While British players will usually be better fast court players, having grown up on fast indoor courts or grass, Edmund said he prefers the clay and will next set his sights on winning the French Open juniors in four weeks time.
“I really like clay a lot,” he said. “I’ve played on it a lot. As I have got older, I started to understand the court. It benefits my game being able to hit high balls, spin, kicking it up off the court, angles. Your shots get rewarded whatever shot you hit. I’ve got one more (clay court tournament) next week and then it’s the French Open. Being a Grand Slam on clay, I’d like to win the junior event.”
When asked if he felt he could win the French Open junior boys’ title, Edmund replied, “I’d like to think so. I have to focus on one match at a time. I’m feeling good. It’s about four weeks before the French so hopefully I can keep the ball rolling.”
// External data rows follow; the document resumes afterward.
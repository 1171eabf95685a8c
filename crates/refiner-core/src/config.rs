use crate::errors::ConfigError;
use crate::model::RunConfig;
use crate::providers::llm::RetryConfig;
use serde::{Deserialize, Serialize};
use std::path::{Path, PathBuf};
use std::time::Duration;

pub const SUPPORTED_CONFIG_VERSION: u32 = 1;
pub const DEFAULT_CONFIG_PATH: &str = "refiner.yaml";
pub const DEFAULT_DB_PATH: &str = ".refiner/refiner.db";

#[derive(Debug, Clone, Serialize, Deserialize)]
pub struct RefinerConfig {
    #[serde(default = "default_version")]
    pub version: u32,
    #[serde(default = "default_db")]
    pub database: PathBuf,
    #[serde(default = "default_providers")]
    pub providers: Vec<ProviderSettings>,
    #[serde(default)]
    pub defaults: Defaults,
    #[serde(default)]
    pub retry: RetrySettings,
}

fn default_version() -> u32 {
    SUPPORTED_CONFIG_VERSION
}

fn default_db() -> PathBuf {
    PathBuf::from(DEFAULT_DB_PATH)
}

fn default_providers() -> Vec<ProviderSettings> {
    vec![
        ProviderSettings {
            id: "openai".into(),
            kind: ProviderKind::OpenaiCompatible,
            base_url: None,
            api_key_env: Some("OPENAI_API_KEY".into()),
            response: None,
        },
        ProviderSettings {
            id: "anthropic".into(),
            kind: ProviderKind::Anthropic,
            base_url: None,
            api_key_env: Some("ANTHROPIC_API_KEY".into()),
            response: None,
        },
    ]
}

impl Default for RefinerConfig {
    fn default() -> Self {
        Self {
            version: SUPPORTED_CONFIG_VERSION,
            database: default_db(),
            providers: default_providers(),
            defaults: Defaults::default(),
            retry: RetrySettings::default(),
        }
    }
}

#[derive(Debug, Clone, Copy, PartialEq, Eq, Serialize, Deserialize)]
#[serde(rename_all = "snake_case")]
pub enum ProviderKind {
    OpenaiCompatible,
    Anthropic,
    /// Answers every call with `response`; no network.
    Fake,
}

#[derive(Debug, Clone, PartialEq, Serialize, Deserialize)]
pub struct ProviderSettings {
    pub id: String,
    pub kind: ProviderKind,
    #[serde(default)]
    pub base_url: Option<String>,
    #[serde(default)]
    pub api_key_env: Option<String>,
    /// Canned completion for `kind: fake`.
    #[serde(default)]
    pub response: Option<String>,
}

#[derive(Debug, Clone, PartialEq, Serialize, Deserialize)]
#[serde(default)]
pub struct Defaults {
    pub provider: Option<String>,
    pub model: String,
    pub judge_provider: Option<String>,
    pub judge_model: String,
    pub improver_provider: Option<String>,
    pub improver_model: String,
    pub max_iterations: u32,
    pub target_score: f64,
    pub temperature: f32,
    pub concurrency: usize,
    pub convergence_threshold: f64,
    pub convergence_patience: u32,
    pub summary_language: String,
    pub human_feedback: bool,
    pub feedback_timeout_secs: u64,
    pub enforce_placeholders: bool,
}

impl Default for Defaults {
    fn default() -> Self {
        let rc = RunConfig::default();
        Self {
            provider: Some("openai".into()),
            model: rc.model,
            judge_provider: None,
            judge_model: rc.judge_model,
            improver_provider: None,
            improver_model: rc.improver_model,
            max_iterations: rc.max_iterations,
            target_score: rc.target_score,
            temperature: rc.temperature,
            concurrency: rc.concurrency,
            convergence_threshold: rc.convergence_threshold,
            convergence_patience: rc.convergence_patience,
            summary_language: rc.summary_language,
            human_feedback: rc.human_feedback_enabled,
            feedback_timeout_secs: 1800,
            enforce_placeholders: rc.enforce_placeholders,
        }
    }
}

impl Defaults {
    /// Fully resolved per-run settings; stage providers fall back to
    /// `provider`.
    pub fn run_config(&self) -> RunConfig {
        let pick = |stage: &Option<String>| stage.clone().or_else(|| self.provider.clone());
        RunConfig {
            model: self.model.clone(),
            model_provider: self.provider.clone(),
            judge_model: self.judge_model.clone(),
            judge_provider: pick(&self.judge_provider),
            improver_model: self.improver_model.clone(),
            improver_provider: pick(&self.improver_provider),
            max_iterations: self.max_iterations,
            target_score: self.target_score,
            temperature: self.temperature,
            concurrency: self.concurrency,
            judge_prompt: None,
            convergence_threshold: self.convergence_threshold,
            convergence_patience: self.convergence_patience,
            human_feedback_enabled: self.human_feedback,
            summary_language: self.summary_language.clone(),
            enforce_placeholders: self.enforce_placeholders,
        }
    }

    pub fn feedback_timeout(&self) -> Duration {
        Duration::from_secs(self.feedback_timeout_secs)
    }
}

#[derive(Debug, Clone, PartialEq, Serialize, Deserialize)]
#[serde(default)]
pub struct RetrySettings {
    pub max_attempts: u32,
    pub base_delay_ms: u64,
    pub request_timeout_secs: u64,
}

impl Default for RetrySettings {
    fn default() -> Self {
        Self {
            max_attempts: 5,
            base_delay_ms: 2000,
            request_timeout_secs: 120,
        }
    }
}

impl RetrySettings {
    pub fn retry_config(&self) -> RetryConfig {
        RetryConfig {
            max_attempts: self.max_attempts.max(1),
            base_delay: Duration::from_millis(self.base_delay_ms),
        }
    }

    pub fn request_timeout(&self) -> Duration {
        Duration::from_secs(self.request_timeout_secs)
    }
}

pub fn load_config(path: &Path, strict: bool) -> Result<RefinerConfig, ConfigError> {
    let raw = std::fs::read_to_string(path)
        .map_err(|e| ConfigError(format!("failed to read config {}: {}", path.display(), e)))?;
    let mut cfg = parse_config(&raw, strict)
        .map_err(|e| ConfigError(format!("{} (file: {})", e.0, path.display())))?;
    apply_env_overrides(&mut cfg, |k| std::env::var(k).ok())?;
    validate(&cfg)?;
    Ok(cfg)
}

/// Missing file means built-in defaults (still subject to env overrides).
pub fn load_or_default(path: &Path, strict: bool) -> Result<RefinerConfig, ConfigError> {
    if path.exists() {
        return load_config(path, strict);
    }
    let mut cfg = RefinerConfig::default();
    apply_env_overrides(&mut cfg, |k| std::env::var(k).ok())?;
    validate(&cfg)?;
    Ok(cfg)
}

pub fn parse_config(raw: &str, strict: bool) -> Result<RefinerConfig, ConfigError> {
    let mut ignored_keys = std::collections::BTreeSet::new();
    let deserializer = serde_yaml::Deserializer::from_str(raw);

    let cfg: RefinerConfig = serde_ignored::deserialize(deserializer, |path| {
        ignored_keys.insert(path.to_string());
    })
    .map_err(|e| ConfigError(format!("failed to parse YAML: {}", e)))?;

    // `x-` keys are free for YAML anchors.
    let unknown: Vec<_> = ignored_keys
        .iter()
        .filter(|k| !k.starts_with("x-") && !k.starts_with('_'))
        .collect();
    if !unknown.is_empty() {
        if strict {
            return Err(ConfigError(format!(
                "unknown fields detected in strict mode: {:?}",
                unknown
            )));
        }
        tracing::warn!(event = "config_unknown_fields", fields = ?unknown, "ignored unknown config fields");
    }

    if cfg.version != SUPPORTED_CONFIG_VERSION {
        return Err(ConfigError(format!(
            "unsupported config version {} (supported: {})",
            cfg.version, SUPPORTED_CONFIG_VERSION
        )));
    }
    Ok(cfg)
}

pub fn apply_env_overrides<F>(cfg: &mut RefinerConfig, get: F) -> Result<(), ConfigError>
where
    F: Fn(&str) -> Option<String>,
{
    if let Some(db) = get("REFINER_DB").filter(|v| !v.trim().is_empty()) {
        cfg.database = PathBuf::from(db);
    }
    if let Some(secs) = get("REFINER_FEEDBACK_TIMEOUT_SECS") {
        cfg.defaults.feedback_timeout_secs = secs.trim().parse().map_err(|_| {
            ConfigError(format!(
                "REFINER_FEEDBACK_TIMEOUT_SECS must be a whole number of seconds, got '{}'",
                secs
            ))
        })?;
    }
    Ok(())
}

pub fn validate(cfg: &RefinerConfig) -> Result<(), ConfigError> {
    let mut seen = std::collections::HashSet::new();
    for p in &cfg.providers {
        if p.id.trim().is_empty() {
            return Err(ConfigError("provider id must not be empty".into()));
        }
        if !seen.insert(p.id.as_str()) {
            return Err(ConfigError(format!("duplicate provider id '{}'", p.id)));
        }
    }
    let d = &cfg.defaults;
    for (label, id) in [
        ("defaults.provider", &d.provider),
        ("defaults.judge_provider", &d.judge_provider),
        ("defaults.improver_provider", &d.improver_provider),
    ] {
        if let Some(id) = id {
            if !seen.contains(id.as_str()) {
                return Err(ConfigError(format!(
                    "{} refers to unknown provider '{}'",
                    label, id
                )));
            }
        }
    }
    d.run_config().validate()
}

pub fn write_sample_config(path: &Path) -> Result<(), ConfigError> {
    std::fs::write(
        path,
        r#"version: 1
database: .refiner/refiner.db

providers:
  - id: openai
    kind: openai_compatible
    base_url: https://api.openai.com/v1
    api_key_env: OPENAI_API_KEY
  - id: anthropic
    kind: anthropic
    api_key_env: ANTHROPIC_API_KEY
  # Offline provider answering every call with a fixed completion.
  - id: dry
    kind: fake
    response: '{"score": 0.5, "reason": "dry run", "summary": "dry run", "reasoning": "dry run", "improved_prompt": ""}'

defaults:
  provider: openai
  model: gpt-4o-mini
  judge_model: gpt-4o-mini
  improver_model: gpt-4o
  max_iterations: 10
  target_score: 0.9
  temperature: 0.7
  concurrency: 5
  convergence_threshold: 0.02
  convergence_patience: 2
  summary_language: English
  human_feedback: false
  feedback_timeout_secs: 1800
  enforce_placeholders: true

retry:
  max_attempts: 5
  base_delay_ms: 2000
  request_timeout_secs: 120
"#,
    )
    .map_err(|e| ConfigError(format!("failed to write sample config: {}", e)))?;
    Ok(())
}

#[cfg(test)]
mod tests {
    use super::*;

    #[test]
    fn test_minimal_config_gets_defaults() {
        let cfg = parse_config("version: 1\n", true).unwrap();
        assert_eq!(cfg.database, PathBuf::from(DEFAULT_DB_PATH));
        assert_eq!(cfg.providers.len(), 2);
        assert_eq!(cfg.defaults.concurrency, 5);
        assert_eq!(cfg.defaults.feedback_timeout_secs, 1800);
        assert_eq!(cfg.retry.retry_config(), RetryConfig::default());
    }

    #[test]
    fn test_unknown_fields_strict_vs_lenient() {
        let raw = "version: 1\ndefaults:\n  modle: gpt-4o\n";
        let err = parse_config(raw, true).unwrap_err();
        assert!(err.0.contains("defaults.modle"), "{}", err);
        assert!(parse_config(raw, false).is_ok());
    }

    #[test]
    fn test_unsupported_version() {
        let err = parse_config("version: 2\n", false).unwrap_err();
        assert!(err.0.contains("unsupported config version 2"));
    }

    #[test]
    fn test_env_overrides() {
        let mut cfg = RefinerConfig::default();
        apply_env_overrides(&mut cfg, |k| match k {
            "REFINER_DB" => Some("/tmp/other.db".into()),
            "REFINER_FEEDBACK_TIMEOUT_SECS" => Some("5".into()),
            _ => None,
        })
        .unwrap();
        assert_eq!(cfg.database, PathBuf::from("/tmp/other.db"));
        assert_eq!(cfg.defaults.feedback_timeout(), Duration::from_secs(5));

        let mut cfg = RefinerConfig::default();
        let err = apply_env_overrides(&mut cfg, |k| {
            (k == "REFINER_FEEDBACK_TIMEOUT_SECS").then(|| "soon".to_string())
        })
        .unwrap_err();
        assert!(err.0.contains("REFINER_FEEDBACK_TIMEOUT_SECS"));
    }

    #[test]
    fn test_stage_providers_fall_back_to_default() {
        let mut d = Defaults::default();
        d.improver_provider = Some("anthropic".into());
        let rc = d.run_config();
        assert_eq!(rc.model_provider.as_deref(), Some("openai"));
        assert_eq!(rc.judge_provider.as_deref(), Some("openai"));
        assert_eq!(rc.improver_provider.as_deref(), Some("anthropic"));
    }

    #[test]
    fn test_unknown_default_provider_rejected() {
        let mut cfg = RefinerConfig::default();
        cfg.defaults.judge_provider = Some("mistral".into());
        assert!(validate(&cfg).is_err());
    }

    #[test]
    fn test_sample_config_parses_strictly() -> anyhow::Result<()> {
        let dir = tempfile::tempdir()?;
        let path = dir.path().join("refiner.yaml");
        write_sample_config(&path)?;
        let raw = std::fs::read_to_string(&path)?;
        let cfg = parse_config(&raw, true)?;
        validate(&cfg)?;
        assert!(cfg.providers.iter().any(|p| p.kind == ProviderKind::Fake));
        Ok(())
    }
}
Edmund was born in South Africa and moved to Britain when he was three and did not start playing tennis until he was 10. He recalled his first experience on clay being at about age 11, but it wasn’t until he played in many European tournaments in the 14-and-unders where he received extended exposure on the surface.
“It’s all about learning on this stuff,” he said of playing on clay. “You got to have an open mind and be patient and if it you are not willing to learn how good you are, you are going to get found out.”
During his semifinal and final matches in Vero Beach, Edmund was under the careful eye of former US Open singles finalist Greg Rusedski, who is working with Edmund for two events as part of his role as a coach with Britain’s Lawn Tennis Association and in the absence of Edmund’s full-time coach Colin Beecher. Rusedski shouted words of encouragement from behind The Boulevard’s Stadium Court, wrote notes in a paper binder and even took photos of Edmund during the post-match presentation from his mobile phone.
“He’s got a good attitude,” said Rusedski of Edmund. “He works hard. He’s got all the ingredients, so his future looks very bright.”